*** Opening of Records supplied ***
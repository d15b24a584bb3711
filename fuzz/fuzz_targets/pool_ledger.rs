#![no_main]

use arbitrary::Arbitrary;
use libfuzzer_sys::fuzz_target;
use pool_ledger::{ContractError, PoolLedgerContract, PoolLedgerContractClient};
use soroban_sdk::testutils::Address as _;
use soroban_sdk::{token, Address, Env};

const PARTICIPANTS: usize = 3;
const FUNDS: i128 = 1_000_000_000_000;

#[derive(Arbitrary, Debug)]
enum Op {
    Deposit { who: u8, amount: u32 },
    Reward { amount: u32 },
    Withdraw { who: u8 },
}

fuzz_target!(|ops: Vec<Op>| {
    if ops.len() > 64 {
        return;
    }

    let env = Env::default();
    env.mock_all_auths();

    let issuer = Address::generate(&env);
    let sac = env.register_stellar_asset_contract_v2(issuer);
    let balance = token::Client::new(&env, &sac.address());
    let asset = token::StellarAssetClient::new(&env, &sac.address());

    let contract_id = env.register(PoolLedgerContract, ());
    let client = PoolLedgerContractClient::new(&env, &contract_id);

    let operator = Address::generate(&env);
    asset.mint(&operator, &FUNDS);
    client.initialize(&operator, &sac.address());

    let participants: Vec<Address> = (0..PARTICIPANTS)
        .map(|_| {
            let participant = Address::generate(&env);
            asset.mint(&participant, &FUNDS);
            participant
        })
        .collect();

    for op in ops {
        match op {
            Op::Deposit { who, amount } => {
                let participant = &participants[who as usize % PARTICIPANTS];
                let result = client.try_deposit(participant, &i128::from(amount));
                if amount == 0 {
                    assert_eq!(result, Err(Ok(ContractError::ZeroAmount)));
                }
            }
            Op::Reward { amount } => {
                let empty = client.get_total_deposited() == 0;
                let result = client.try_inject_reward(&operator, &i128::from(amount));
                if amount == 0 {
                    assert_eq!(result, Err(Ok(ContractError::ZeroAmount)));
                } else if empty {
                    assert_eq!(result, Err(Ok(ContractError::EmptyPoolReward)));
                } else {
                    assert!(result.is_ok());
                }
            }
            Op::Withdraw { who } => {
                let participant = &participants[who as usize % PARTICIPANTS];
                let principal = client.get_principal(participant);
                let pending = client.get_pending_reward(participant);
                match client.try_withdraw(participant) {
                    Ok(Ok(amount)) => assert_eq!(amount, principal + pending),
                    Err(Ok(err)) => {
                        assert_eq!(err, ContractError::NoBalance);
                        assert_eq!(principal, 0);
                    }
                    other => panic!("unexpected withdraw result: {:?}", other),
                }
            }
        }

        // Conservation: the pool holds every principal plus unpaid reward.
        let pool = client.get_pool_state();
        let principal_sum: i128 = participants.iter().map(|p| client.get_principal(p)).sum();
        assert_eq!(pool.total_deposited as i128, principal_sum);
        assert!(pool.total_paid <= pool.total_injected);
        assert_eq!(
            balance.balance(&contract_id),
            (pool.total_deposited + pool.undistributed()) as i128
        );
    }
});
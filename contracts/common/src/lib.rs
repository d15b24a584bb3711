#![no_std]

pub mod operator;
*** Close of Records supplied ***
*** Opening of Records supplied ***
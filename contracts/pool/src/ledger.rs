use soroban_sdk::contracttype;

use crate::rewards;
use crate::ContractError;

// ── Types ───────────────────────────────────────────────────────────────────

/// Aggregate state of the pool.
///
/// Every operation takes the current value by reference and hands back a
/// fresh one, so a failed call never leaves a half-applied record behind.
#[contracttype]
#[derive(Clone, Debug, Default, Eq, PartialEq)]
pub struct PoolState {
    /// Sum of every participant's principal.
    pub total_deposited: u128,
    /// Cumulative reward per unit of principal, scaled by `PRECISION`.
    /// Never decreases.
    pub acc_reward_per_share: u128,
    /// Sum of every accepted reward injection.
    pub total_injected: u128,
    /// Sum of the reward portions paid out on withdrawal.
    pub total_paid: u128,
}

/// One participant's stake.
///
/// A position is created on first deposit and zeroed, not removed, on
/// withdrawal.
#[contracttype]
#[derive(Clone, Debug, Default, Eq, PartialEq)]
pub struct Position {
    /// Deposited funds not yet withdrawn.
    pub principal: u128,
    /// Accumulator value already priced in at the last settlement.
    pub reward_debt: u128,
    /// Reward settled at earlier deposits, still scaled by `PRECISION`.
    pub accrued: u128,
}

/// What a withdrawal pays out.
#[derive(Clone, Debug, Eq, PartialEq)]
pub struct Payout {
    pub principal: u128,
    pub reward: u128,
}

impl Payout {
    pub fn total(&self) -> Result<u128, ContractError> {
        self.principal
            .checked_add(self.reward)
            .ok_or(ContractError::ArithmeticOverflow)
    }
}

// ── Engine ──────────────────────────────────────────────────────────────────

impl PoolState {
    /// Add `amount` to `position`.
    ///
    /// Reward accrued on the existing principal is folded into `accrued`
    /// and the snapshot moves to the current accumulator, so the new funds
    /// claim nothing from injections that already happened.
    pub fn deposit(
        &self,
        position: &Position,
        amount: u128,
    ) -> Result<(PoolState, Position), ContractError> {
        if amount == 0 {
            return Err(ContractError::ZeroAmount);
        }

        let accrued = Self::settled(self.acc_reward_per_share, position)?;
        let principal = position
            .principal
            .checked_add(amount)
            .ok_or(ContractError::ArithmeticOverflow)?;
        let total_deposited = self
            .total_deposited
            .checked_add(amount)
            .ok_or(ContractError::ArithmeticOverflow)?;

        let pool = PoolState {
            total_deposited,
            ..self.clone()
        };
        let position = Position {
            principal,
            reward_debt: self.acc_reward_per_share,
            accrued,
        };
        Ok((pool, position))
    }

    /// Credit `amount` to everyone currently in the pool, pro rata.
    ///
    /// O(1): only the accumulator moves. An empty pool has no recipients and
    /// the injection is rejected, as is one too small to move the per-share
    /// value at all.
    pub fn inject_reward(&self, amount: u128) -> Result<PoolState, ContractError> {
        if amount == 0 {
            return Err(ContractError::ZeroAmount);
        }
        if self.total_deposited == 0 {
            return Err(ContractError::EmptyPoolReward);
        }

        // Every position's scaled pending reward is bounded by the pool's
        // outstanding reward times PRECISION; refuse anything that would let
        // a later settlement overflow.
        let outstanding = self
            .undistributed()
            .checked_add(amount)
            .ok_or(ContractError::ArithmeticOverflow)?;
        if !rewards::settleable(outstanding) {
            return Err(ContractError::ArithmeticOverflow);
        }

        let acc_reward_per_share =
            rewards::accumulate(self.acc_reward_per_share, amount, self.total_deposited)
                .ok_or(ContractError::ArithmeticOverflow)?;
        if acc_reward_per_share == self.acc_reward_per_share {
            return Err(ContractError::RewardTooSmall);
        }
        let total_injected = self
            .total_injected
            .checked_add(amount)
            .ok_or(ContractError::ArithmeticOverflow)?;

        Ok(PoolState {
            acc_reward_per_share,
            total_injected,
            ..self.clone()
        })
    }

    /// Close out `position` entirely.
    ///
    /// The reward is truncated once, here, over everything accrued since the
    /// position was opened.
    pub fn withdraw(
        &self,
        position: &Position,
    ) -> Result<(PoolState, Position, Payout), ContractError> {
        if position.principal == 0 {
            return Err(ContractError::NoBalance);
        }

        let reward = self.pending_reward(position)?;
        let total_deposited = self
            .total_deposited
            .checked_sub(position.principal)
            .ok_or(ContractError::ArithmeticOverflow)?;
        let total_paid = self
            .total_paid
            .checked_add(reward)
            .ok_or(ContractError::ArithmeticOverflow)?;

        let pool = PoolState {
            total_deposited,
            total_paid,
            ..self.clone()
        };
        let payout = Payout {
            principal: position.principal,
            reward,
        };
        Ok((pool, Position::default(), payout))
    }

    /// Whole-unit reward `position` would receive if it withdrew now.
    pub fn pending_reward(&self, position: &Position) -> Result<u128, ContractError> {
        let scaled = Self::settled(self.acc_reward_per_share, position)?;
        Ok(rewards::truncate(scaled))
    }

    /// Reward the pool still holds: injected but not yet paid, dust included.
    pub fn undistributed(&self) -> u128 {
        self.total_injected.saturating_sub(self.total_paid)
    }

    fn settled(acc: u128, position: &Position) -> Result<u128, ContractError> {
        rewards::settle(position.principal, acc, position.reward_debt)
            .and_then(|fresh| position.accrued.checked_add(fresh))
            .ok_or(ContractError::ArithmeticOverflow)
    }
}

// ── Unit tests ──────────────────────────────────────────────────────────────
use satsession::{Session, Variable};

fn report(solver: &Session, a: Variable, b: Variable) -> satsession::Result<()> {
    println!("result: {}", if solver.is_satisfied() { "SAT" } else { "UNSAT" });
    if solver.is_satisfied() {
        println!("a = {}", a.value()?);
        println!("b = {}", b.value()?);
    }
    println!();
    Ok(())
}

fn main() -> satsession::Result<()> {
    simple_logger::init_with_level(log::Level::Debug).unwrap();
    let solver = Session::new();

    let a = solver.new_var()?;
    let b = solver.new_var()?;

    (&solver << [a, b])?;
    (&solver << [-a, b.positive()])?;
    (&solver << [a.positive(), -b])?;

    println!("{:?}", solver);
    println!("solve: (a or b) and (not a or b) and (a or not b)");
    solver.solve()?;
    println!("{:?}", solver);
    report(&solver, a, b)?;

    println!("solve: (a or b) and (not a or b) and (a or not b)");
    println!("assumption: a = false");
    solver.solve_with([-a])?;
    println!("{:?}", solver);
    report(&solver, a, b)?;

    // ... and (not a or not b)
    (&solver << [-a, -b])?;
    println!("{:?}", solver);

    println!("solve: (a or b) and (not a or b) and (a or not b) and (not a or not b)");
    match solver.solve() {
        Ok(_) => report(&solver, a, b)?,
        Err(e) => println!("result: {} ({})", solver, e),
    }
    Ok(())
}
*** Close of Records supplied ***
◆ Task to carry out
Which lines of the records above contain the word "PoolState"? Report each one.

◆ Response
pub struct PoolState {
impl PoolState {
    ) -> Result<(PoolState, Position), ContractError> {
        let pool = PoolState {
    pub fn inject_reward(&self, amount: u128) -> Result<PoolState, ContractError> {
        Ok(PoolState {
    ) -> Result<(PoolState, Position, Payout), ContractError> {
        let pool = PoolState {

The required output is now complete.